Fiume che scorre ancora oggi: una delibera della Giunta regionale della Campania ha trasferito altri 17,5 milioni a 86 comuni dell’Avellinese per scopi legati al terremoto del 1980. 36 anni dopo. <<Sono contributi per un centinaio di abitazioni, alcune dichiarate agibili 36 anni fa ma non antisismiche>>, puntualizza il sindaco di Guardia dei Lombardi, Antonio Gentile. Oggi, insomma, i soldi servono a prevenire. Prevenzione del rischio sismico perennemente incombente che si attua anche attraverso i nuovi piani regionali di evacuazione e la previsione dei punti di raccolta dei cittadini sul territorio (129 aree individuate solo a Napoli, come reso noto dall’Amministrazione lo scorso martedì) e grazie anche all’implementazione dei servizi di Protezione Civile.

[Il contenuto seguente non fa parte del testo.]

//! Directory-backed store for hosted targets.

use std::fs::{self, File, OpenOptions};
use std::io::{Read, Write};
use std::path::PathBuf;

use super::error::Error;
use super::{FileStore, OpenMode, StoreFile, valid_name};

/// Stores each file as a regular file inside one directory.
#[derive(Debug, Clone)]
pub struct DirStore {
    root: PathBuf,
}

impl DirStore {
    /// Files live directly under `root`, which is created by `mount()`.
    pub fn new(root: impl Into<PathBuf>) -> Self {
        Self { root: root.into() }
    }

    fn path(&self, name: &str) -> Result<PathBuf, Error> {
        if !valid_name(name) {
            return Err(Error::InvalidName);
        }
        Ok(self.root.join(name))
    }
}

#[derive(Debug)]
pub struct DirFile {
    file: File,
    size: usize,
}

impl StoreFile for DirFile {
    type Error = Error;

    fn append(&mut self, bytes: &[u8]) -> Result<(), Self::Error> {
        self.file.write_all(bytes).map_err(|_| Error::WriteError)?;
        self.size += bytes.len();
        Ok(())
    }

    fn read(&mut self, buf: &mut [u8]) -> Result<usize, Self::Error> {
        self.file.read(buf).map_err(|_| Error::ReadError)
    }

    fn size(&self) -> usize {
        self.size
    }

    fn close(mut self) -> Result<(), Self::Error> {
        self.file.flush().map_err(|_| Error::WriteError)?;
        self.file.sync_data().map_err(|_| Error::WriteError)
    }
}

impl FileStore for DirStore {
    type Error = Error;
    type File<'a> = DirFile;

    fn mount(&mut self) -> Result<(), Self::Error> {
        fs::create_dir_all(&self.root).map_err(|_| Error::NotMounted)
    }

    fn open(&mut self, name: &str, mode: OpenMode) -> Result<Self::File<'_>, Self::Error> {
        let path = self.path(name)?;
        let file = match mode {
            OpenMode::Read => File::open(&path).map_err(|e| match e.kind() {
                std::io::ErrorKind::NotFound => Error::NotFound,
                _ => Error::OpenError,
            })?,
            OpenMode::Append => OpenOptions::new()
                .create(true)
                .append(true)
                .open(&path)
                .map_err(|_| Error::OpenError)?,
        };
        let len = file.metadata().map_err(|_| Error::OpenError)?.len();
        let size = usize::try_from(len).map_err(|_| Error::OpenError)?;
        Ok(DirFile { file, size })
    }

    fn exists(&mut self, name: &str) -> bool {
        self.path(name).map(|p| p.is_file()).unwrap_or(false)
    }

    fn remove(&mut self, name: &str) -> Result<(), Self::Error> {
        fs::remove_file(self.path(name)?).map_err(|e| match e.kind() {
            std::io::ErrorKind::NotFound => Error::NotFound,
            _ => Error::RemoveError,
        })
    }

    fn list(&mut self, prefix: &str, visit: &mut dyn FnMut(&str)) -> Result<(), Self::Error> {
        let mut names: std::vec::Vec<std::string::String> = fs::read_dir(&self.root)
            .map_err(|_| Error::ReadError)?
            .filter_map(|entry| entry.ok())
            .filter(|entry| entry.file_type().map(|t| t.is_file()).unwrap_or(false))
            .filter_map(|entry| entry.file_name().into_string().ok())
            .filter(|name| name.starts_with(prefix))
            .collect();
        names.sort();
        names.iter().for_each(|name| visit(name));
        Ok(())
    }
}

Proprio l’ente che fu costituito nei giorni del post terremoto in Irpinia è oggi  in prima linea per la risposta all’emergenza (risposta che, è bene ricordarlo ncora oggi, fu anch’essa tardiva e piena di carenze vergognose). Nel corso di un evento celebrativo del 36esimo anniversario, infatti, la Presidente del Consiglio Regionale Rosetta D’Amelio annuncia una nuova legge regionale per  <<riorganizzare il sistema a livello regionale e renderlo ancora più efficiente>>. Col notevole rischio sismico cui è esposto l’Appennino (anche alla luce dei recentissimi eventi del Centro Italia) e quello idrogeologico che, come ha ricordato la stessa D’Amelio, è un’altra piaga che affligge la Campania, il ricordo delle vittime irpine si onorerà forse più con la prevenzione e la pianificazione di una pronta e razionale risposta alle emergenze future.